- About this task -
Go through the data below line by line. Give only the number of lines that contain "true".

- Source records -

Content starts

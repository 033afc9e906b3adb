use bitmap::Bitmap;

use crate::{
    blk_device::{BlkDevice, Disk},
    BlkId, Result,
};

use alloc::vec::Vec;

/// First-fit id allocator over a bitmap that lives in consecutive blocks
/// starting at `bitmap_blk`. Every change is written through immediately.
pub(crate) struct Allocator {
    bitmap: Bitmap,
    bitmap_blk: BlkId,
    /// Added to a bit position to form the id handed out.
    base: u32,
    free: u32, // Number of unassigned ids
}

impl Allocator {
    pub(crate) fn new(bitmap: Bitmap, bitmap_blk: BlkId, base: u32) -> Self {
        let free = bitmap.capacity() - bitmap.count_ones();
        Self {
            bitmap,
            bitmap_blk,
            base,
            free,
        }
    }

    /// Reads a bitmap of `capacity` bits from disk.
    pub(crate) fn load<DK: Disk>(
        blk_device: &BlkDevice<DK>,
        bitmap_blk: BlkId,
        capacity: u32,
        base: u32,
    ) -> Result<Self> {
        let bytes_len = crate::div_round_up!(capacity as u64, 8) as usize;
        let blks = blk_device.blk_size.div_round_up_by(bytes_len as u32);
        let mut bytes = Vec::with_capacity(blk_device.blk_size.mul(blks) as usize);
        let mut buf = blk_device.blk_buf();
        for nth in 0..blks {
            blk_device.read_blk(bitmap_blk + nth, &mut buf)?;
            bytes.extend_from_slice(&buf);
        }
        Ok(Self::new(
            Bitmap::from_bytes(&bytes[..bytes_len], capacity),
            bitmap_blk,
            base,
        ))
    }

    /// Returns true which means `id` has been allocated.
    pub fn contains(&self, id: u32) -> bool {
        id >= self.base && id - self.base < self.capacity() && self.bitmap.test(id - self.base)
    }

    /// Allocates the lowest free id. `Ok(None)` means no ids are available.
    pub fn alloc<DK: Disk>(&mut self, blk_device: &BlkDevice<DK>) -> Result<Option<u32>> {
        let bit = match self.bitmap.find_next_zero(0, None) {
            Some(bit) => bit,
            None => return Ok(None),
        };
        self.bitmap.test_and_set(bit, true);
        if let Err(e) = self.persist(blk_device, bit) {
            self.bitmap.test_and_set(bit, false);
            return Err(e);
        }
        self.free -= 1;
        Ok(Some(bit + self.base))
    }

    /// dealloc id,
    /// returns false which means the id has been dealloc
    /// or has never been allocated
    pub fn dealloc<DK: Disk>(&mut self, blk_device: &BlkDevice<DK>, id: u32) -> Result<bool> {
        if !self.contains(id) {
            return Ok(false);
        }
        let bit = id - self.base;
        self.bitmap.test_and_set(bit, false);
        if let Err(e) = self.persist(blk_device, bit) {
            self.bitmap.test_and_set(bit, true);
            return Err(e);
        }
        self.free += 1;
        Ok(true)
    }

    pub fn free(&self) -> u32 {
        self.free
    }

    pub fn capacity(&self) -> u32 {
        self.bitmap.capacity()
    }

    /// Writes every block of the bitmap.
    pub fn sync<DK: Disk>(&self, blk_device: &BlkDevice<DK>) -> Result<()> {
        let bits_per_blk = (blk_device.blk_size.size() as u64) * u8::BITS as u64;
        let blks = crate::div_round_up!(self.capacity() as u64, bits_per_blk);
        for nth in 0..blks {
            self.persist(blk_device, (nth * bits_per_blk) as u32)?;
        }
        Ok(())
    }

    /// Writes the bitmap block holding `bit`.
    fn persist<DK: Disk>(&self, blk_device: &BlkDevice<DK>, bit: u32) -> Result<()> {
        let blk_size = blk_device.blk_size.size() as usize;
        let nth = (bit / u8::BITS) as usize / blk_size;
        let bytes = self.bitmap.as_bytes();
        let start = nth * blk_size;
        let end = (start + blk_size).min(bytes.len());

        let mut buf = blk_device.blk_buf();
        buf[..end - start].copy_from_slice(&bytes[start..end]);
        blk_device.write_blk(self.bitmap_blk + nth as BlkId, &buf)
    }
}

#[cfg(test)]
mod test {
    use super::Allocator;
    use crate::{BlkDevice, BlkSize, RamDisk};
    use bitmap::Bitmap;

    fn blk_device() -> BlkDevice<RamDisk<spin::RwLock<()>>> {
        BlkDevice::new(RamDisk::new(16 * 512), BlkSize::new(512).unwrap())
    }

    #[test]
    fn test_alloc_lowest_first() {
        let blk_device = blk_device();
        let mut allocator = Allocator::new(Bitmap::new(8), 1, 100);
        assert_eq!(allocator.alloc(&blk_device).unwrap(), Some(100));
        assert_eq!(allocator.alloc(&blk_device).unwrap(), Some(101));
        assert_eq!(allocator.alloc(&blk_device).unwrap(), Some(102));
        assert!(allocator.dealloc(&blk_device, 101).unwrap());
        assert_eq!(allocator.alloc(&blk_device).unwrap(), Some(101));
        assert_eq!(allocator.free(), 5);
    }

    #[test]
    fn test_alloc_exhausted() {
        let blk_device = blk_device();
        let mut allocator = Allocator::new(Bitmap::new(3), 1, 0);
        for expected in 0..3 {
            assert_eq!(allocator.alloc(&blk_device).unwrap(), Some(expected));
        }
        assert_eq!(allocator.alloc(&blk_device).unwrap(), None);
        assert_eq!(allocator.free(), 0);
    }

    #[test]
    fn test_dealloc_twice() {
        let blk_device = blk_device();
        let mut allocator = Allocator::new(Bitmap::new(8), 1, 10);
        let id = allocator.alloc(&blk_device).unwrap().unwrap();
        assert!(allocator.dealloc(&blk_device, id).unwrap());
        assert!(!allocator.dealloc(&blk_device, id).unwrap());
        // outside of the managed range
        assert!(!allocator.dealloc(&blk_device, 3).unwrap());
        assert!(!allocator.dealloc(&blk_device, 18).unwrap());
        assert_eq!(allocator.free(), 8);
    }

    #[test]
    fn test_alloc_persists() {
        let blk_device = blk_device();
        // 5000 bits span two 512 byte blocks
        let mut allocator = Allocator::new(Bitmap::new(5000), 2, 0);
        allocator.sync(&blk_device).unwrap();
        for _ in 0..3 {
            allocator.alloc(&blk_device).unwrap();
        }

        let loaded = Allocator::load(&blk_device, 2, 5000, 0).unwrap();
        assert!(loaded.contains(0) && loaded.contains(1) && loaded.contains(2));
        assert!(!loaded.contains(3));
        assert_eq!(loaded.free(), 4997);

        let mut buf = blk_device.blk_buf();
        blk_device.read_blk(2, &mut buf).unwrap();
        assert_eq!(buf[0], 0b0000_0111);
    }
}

Content ends

- Reply to the task -
4